So, after writing my review for The Amazing Spider-Man 2, I then went out in the internets to read reactions to the film and, as predicted, it proved to be as divisive (if not moreso) than Man of Steel was among nerds. They either a). walked away entertained while totally aware of the film's more glaring issues or b). eager to forget the whole thing ever happened. Both are fair reactions to have. After all, it's every bit as understandable that someone would be taken with Andrew Garfield's performance enough give the rest of the movie a pass as it is that some people won't be able to get past Dubstep Electro and Kinda Green Goblin getting maybe five minutes of fight time.

But the ending put something about the movie franchise as a whole into focus that could possibly be a bit off-putting for some old school Spider-Man loyalists on a subconscious level (I say "subconsciously" because I can't say I've actually ever heard this complaint from anyone watching the movies....just a conjecture) that makes some of the goofy moments that much more goofy. I submit that there's a good chance we might not ever see the kind of Spider-Man story the source material whores want to see.

"Well, damn, Oz! Why the hell not?" Good question. One thing that was more overt in The Amazing Spider-Man 2 and Sam Raimi's Spider-Man 3 than any other movies is that Spidey is BELOVED in New York City. I mean, there are at least three cinematic instances I can think of where a Spider-Man fight was a public event akin to street dancers on the subway as opposed to what it would REALLY be which is people fleeing in terror, most of them not even knowing what they're running from other things exploding. The first movie showed people flinging trash at the Green Goblin, claiming the webslinger as one of their own. Spider-Man 2 featured a subway car full of people crowd surfing him with his arms like Christ. Spider-Man 3 had a parade in Peter's honor as well as a day named for him.
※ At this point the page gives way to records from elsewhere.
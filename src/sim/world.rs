/// WorldState: the complete snapshot of a running game.
///
/// The tile arena owns the truth; the 4x4 cell array is derived from
/// it at the start of each move. `phase` is the move-cycle state
/// machine; directional input is only accepted in Idle, so a move
/// always starts from a settled, consistent board.

use rand::rngs::SmallRng;
use rand::SeedableRng;

use crate::config::SpeedConfig;
use crate::domain::spawn;
use crate::domain::tile::Tile;

/// Move-cycle state machine. One full move walks
/// Idle → Sliding → (Merging) → Settling → Idle, or ends in GameOver.
#[derive(Clone, Copy, PartialEq, Eq, Debug)]
pub enum Phase {
    Title,
    /// Settled board, accepting directional input.
    Idle,
    /// Tiles animating toward their targets.
    Sliding,
    /// Slide finished, merge-pop counters draining.
    Merging,
    /// Resync logical cells, spawn one tile, check for game over.
    Settling,
    GameOver,
}

pub struct WorldState {
    pub tiles: Vec<Tile>,
    pub phase: Phase,
    pub speed: SpeedConfig,
    pub rng: SmallRng,

    // ── Meta ──
    pub anim_tick: u32,
    pub moves: u32,

    // ── UI ──
    pub message: String,
    pub message_timer: u32,
}

impl WorldState {
    pub fn new(speed: SpeedConfig, seed: Option<u64>) -> Self {
        let rng = match seed {
            Some(s) => SmallRng::seed_from_u64(s),
            None => SmallRng::from_entropy(),
        };
        WorldState {
            tiles: Vec::with_capacity(16),
            phase: Phase::Title,
            speed,
            rng,
            anim_tick: 0,
            moves: 0,
            message: String::new(),
            message_timer: 0,
        }
    }

    /// Fresh board: two starting tiles, straight to Idle.
    pub fn start_game(&mut self) {
        self.tiles.clear();
        spawn::spawn_tile(&mut self.tiles, &mut self.rng);
        spawn::spawn_tile(&mut self.tiles, &mut self.rng);
        self.moves = 0;
        self.anim_tick = 0;
        self.message.clear();
        self.message_timer = 0;
        self.phase = Phase::Idle;
    }

    /// Highest tile value on the board (0 when empty).
    pub fn highest_value(&self) -> u32 {
        self.tiles.iter().map(|t| t.value).max().unwrap_or(0)
    }

    /// Terminal signal the presentation layer polls.
    pub fn game_over(&self) -> bool {
        self.phase == Phase::GameOver
    }

    pub fn set_message(&mut self, msg: &str, duration: u32) {
        self.message = msg.to_string();
        self.message_timer = duration;
    }
}
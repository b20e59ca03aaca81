/// The tick function: advances the move cycle by one frame.
///
/// Phase transitions per move:
///   Idle  --input, board changed-->  Sliding
///   Sliding  --every tile arrived-->  Merging (pops pending) | Settling
///   Merging  --all counters drained-->  Settling
///   Settling  --resync, spawn, terminal check-->  Idle | GameOver
///
/// Input is consumed only in Idle; a direction that changes nothing
/// leaves the phase alone. Logical row/col are resynced exclusively in
/// Settling, so the transition engine always reads a consistent grid.

use crate::domain::grid::Direction;
use crate::domain::{shift, spawn};

use super::event::GameEvent;
use super::world::{Phase, WorldState};

pub fn step(world: &mut WorldState, input: Option<Direction>) -> Vec<GameEvent> {
    let mut events: Vec<GameEvent> = Vec::new();
    world.anim_tick = world.anim_tick.wrapping_add(1);

    if world.message_timer > 0 {
        world.message_timer -= 1;
        if world.message_timer == 0 {
            world.message.clear();
        }
    }

    match world.phase {
        Phase::Idle => resolve_input(world, input, &mut events),
        Phase::Sliding => resolve_slide(world),
        Phase::Merging => resolve_merge_pops(world),
        Phase::Settling => resolve_settle(world, &mut events),
        Phase::Title | Phase::GameOver => {}
    }

    events
}

fn resolve_input(world: &mut WorldState, input: Option<Direction>, events: &mut Vec<GameEvent>) {
    let dir = match input {
        Some(d) => d,
        None => return,
    };

    if !shift::apply_move(&mut world.tiles, dir, world.speed.merge_pop_ticks) {
        return; // nothing budged, stay Idle
    }

    world.moves += 1;
    events.push(GameEvent::MoveApplied { dir });
    for t in &world.tiles {
        if t.merged_this_move {
            let (row, col) = t.target_cell();
            events.push(GameEvent::TilesMerged {
                row,
                col,
                value: t.value,
            });
        }
    }
    world.phase = Phase::Sliding;
}

fn resolve_slide(world: &mut WorldState) {
    let step_px = world.speed.slide_step_px;
    let mut any_moving = false;
    for t in world.tiles.iter_mut() {
        if t.advance_toward_target(step_px) {
            any_moving = true;
        }
    }
    if any_moving {
        return;
    }
    world.phase = if world.tiles.iter().any(|t| t.pop_remaining > 0) {
        Phase::Merging
    } else {
        Phase::Settling
    };
}

fn resolve_merge_pops(world: &mut WorldState) {
    for t in world.tiles.iter_mut() {
        if t.pop_remaining > 0 {
            t.pop_remaining -= 1;
        }
    }
    if world.tiles.iter().all(|t| t.pop_remaining == 0) {
        world.phase = Phase::Settling;
    }
}

fn resolve_settle(world: &mut WorldState, events: &mut Vec<GameEvent>) {
    for t in world.tiles.iter_mut() {
        t.resync_cell();
    }

    if spawn::spawn_tile(&mut world.tiles, &mut world.rng) {
        if let Some(t) = world.tiles.last() {
            events.push(GameEvent::TileSpawned {
                row: t.row,
                col: t.col,
                value: t.value,
            });
        }
    }

    if spawn::can_move(&world.tiles) {
        world.phase = Phase::Idle;
    } else {
        world.phase = Phase::GameOver;
        world.set_message("No moves left", 0);
        events.push(GameEvent::BoardLocked);
    }
}

#[cfg(test)]
mod tests {
    use super::*;
    use crate::config::SpeedConfig;
    use crate::domain::tile::Tile;

    fn world_with(tiles: Vec<Tile>) -> WorldState {
        let mut w = WorldState::new(SpeedConfig::default(), Some(7));
        w.tiles = tiles;
        w.phase = Phase::Idle;
        w
    }

    fn run_until_settled(w: &mut WorldState) -> Vec<GameEvent> {
        let mut all = Vec::new();
        for _ in 0..500 {
            all.extend(step(w, None));
            if w.phase == Phase::Idle || w.phase == Phase::GameOver {
                return all;
            }
        }
        panic!("move cycle never settled, stuck in {:?}", w.phase);
    }

    #[test]
    fn full_move_cycle_merges_then_spawns() {
        let mut w = world_with(vec![Tile::new(2, 0, 0), Tile::new(2, 0, 1)]);

        let ev = step(&mut w, Some(Direction::Left));
        assert_eq!(w.phase, Phase::Sliding);
        assert_eq!(w.moves, 1);
        assert!(matches!(ev[0], GameEvent::MoveApplied { .. }));
        assert!(ev
            .iter()
            .any(|e| matches!(e, GameEvent::TilesMerged { value: 4, .. })));

        let ev = run_until_settled(&mut w);
        assert_eq!(w.phase, Phase::Idle);
        // merged pair became one tile, plus one spawned
        assert_eq!(w.tiles.len(), 2);
        assert!(ev.iter().any(|e| matches!(e, GameEvent::TileSpawned { .. })));
        assert_eq!(w.highest_value(), 4);

        // fully settled: every tile at its target, logical cell synced
        for t in &w.tiles {
            assert_eq!(t.x, t.target_x);
            assert_eq!(t.y, t.target_y);
            assert_eq!((t.row, t.col), t.target_cell());
            assert_eq!(t.pop_remaining, 0);
        }
    }

    #[test]
    fn merging_phase_runs_after_the_slide() {
        let mut w = world_with(vec![Tile::new(2, 0, 0), Tile::new(2, 0, 3)]);
        step(&mut w, Some(Direction::Left));

        let mut saw_merging = false;
        for _ in 0..500 {
            step(&mut w, None);
            if w.phase == Phase::Merging {
                saw_merging = true;
            }
            if w.phase == Phase::Idle {
                break;
            }
        }
        assert!(saw_merging);
    }

    #[test]
    fn plain_slide_skips_the_merging_phase() {
        let mut w = world_with(vec![Tile::new(2, 0, 3)]);
        step(&mut w, Some(Direction::Left));

        for _ in 0..500 {
            step(&mut w, None);
            assert_ne!(w.phase, Phase::Merging);
            if w.phase == Phase::Idle {
                return;
            }
        }
        panic!("never settled");
    }

    #[test]
    fn illegal_direction_is_a_noop() {
        let mut w = world_with(vec![Tile::new(2, 0, 0)]);
        let ev = step(&mut w, Some(Direction::Left));
        assert_eq!(w.phase, Phase::Idle);
        assert!(ev.is_empty());
        assert_eq!(w.tiles.len(), 1); // no spawn either
        assert_eq!(w.moves, 0);
    }

    #[test]
    fn input_is_ignored_outside_idle() {
        let mut w = world_with(vec![Tile::new(2, 0, 3)]);
        step(&mut w, Some(Direction::Left));
        assert_eq!(w.phase, Phase::Sliding);

        step(&mut w, Some(Direction::Right));
        assert_eq!(w.moves, 1);
        // still headed for the left edge
        assert_eq!(w.tiles[0].target_cell(), (0, 0));
    }

    #[test]
    fn locked_spawn_ends_the_game() {
        // Full except (3,3); its neighbors are 8 and 16, so the board
        // locks whichever value spawns there.
        let rows = [
            [2, 4, 2, 4],
            [4, 2, 4, 2],
            [2, 4, 2, 16],
            [8, 16, 8, 0],
        ];
        let mut tiles = Vec::new();
        for (r, row) in rows.iter().enumerate() {
            for (c, &v) in row.iter().enumerate() {
                if v > 0 {
                    tiles.push(Tile::new(v, r, c));
                }
            }
        }
        let mut w = world_with(tiles);
        w.phase = Phase::Settling;

        let ev = step(&mut w, None);
        assert_eq!(w.phase, Phase::GameOver);
        assert!(w.game_over());
        assert!(ev.iter().any(|e| matches!(e, GameEvent::BoardLocked)));
        assert_eq!(w.tiles.len(), 16);
    }

    #[test]
    fn start_game_spawns_two_tiles() {
        let mut w = WorldState::new(SpeedConfig::default(), Some(3));
        w.start_game();
        assert_eq!(w.phase, Phase::Idle);
        assert_eq!(w.tiles.len(), 2);
        assert!(w.tiles.iter().all(|t| t.value == 2 || t.value == 4));
    }

    #[test]
    fn title_and_game_over_ignore_input() {
        let mut w = WorldState::new(SpeedConfig::default(), Some(1));
        assert_eq!(w.phase, Phase::Title);
        assert!(step(&mut w, Some(Direction::Down)).is_empty());
        assert_eq!(w.phase, Phase::Title);

        w.phase = Phase::GameOver;
        assert!(step(&mut w, Some(Direction::Down)).is_empty());
        assert_eq!(w.phase, Phase::GameOver);
    }
}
Anyone who keeps up with the comics could probably see how strange this is. It's pretty much standard operating procedure in the comics that Spider-Man is, at best, tolerated by the status quo. There are moments even when he's saved the day, he doesn't get it 100% right and people hate him for it. Of course, this is in keeping the overall moral of a Spider-Man comic that sometimes it sucks to do the right thing and people might hate you for doing the right thing, but do the right thing anyway because it's right and it beats being a terrible person. In fact, the only time I can remember people adoring him the way they do in the movies is during the Superior Spider-Man when Doctor Octopus Spidey was almost constantly applauded for being an Extinction Level Douchebag (which is part of why 75% of that book was a stupid idea).

There's only two applicable reasons I could fathom for this.

1). Given the fact that Sony exclusively owns the movie rights to Spider-Man means that it exists in a different universe as the Marvel Cinematic Universe. That means he and the Avengers don't exist together. In other words, in the New York he occupies, there's no such thing as the Avengers....so he's the only superhero the people have ever seen. So, sure, it might make sense that he'd be something of a rock star.

2). (And this is really the more important thing to pay attention to.) More than ten years later, a post 9/11 Hollywood will always be hesitant...and rightfully so...to depict an apathetic, rude New York that treats its heroes as anything other than heroes. I get that this is a weird criticism, but consider Movie New York over the years.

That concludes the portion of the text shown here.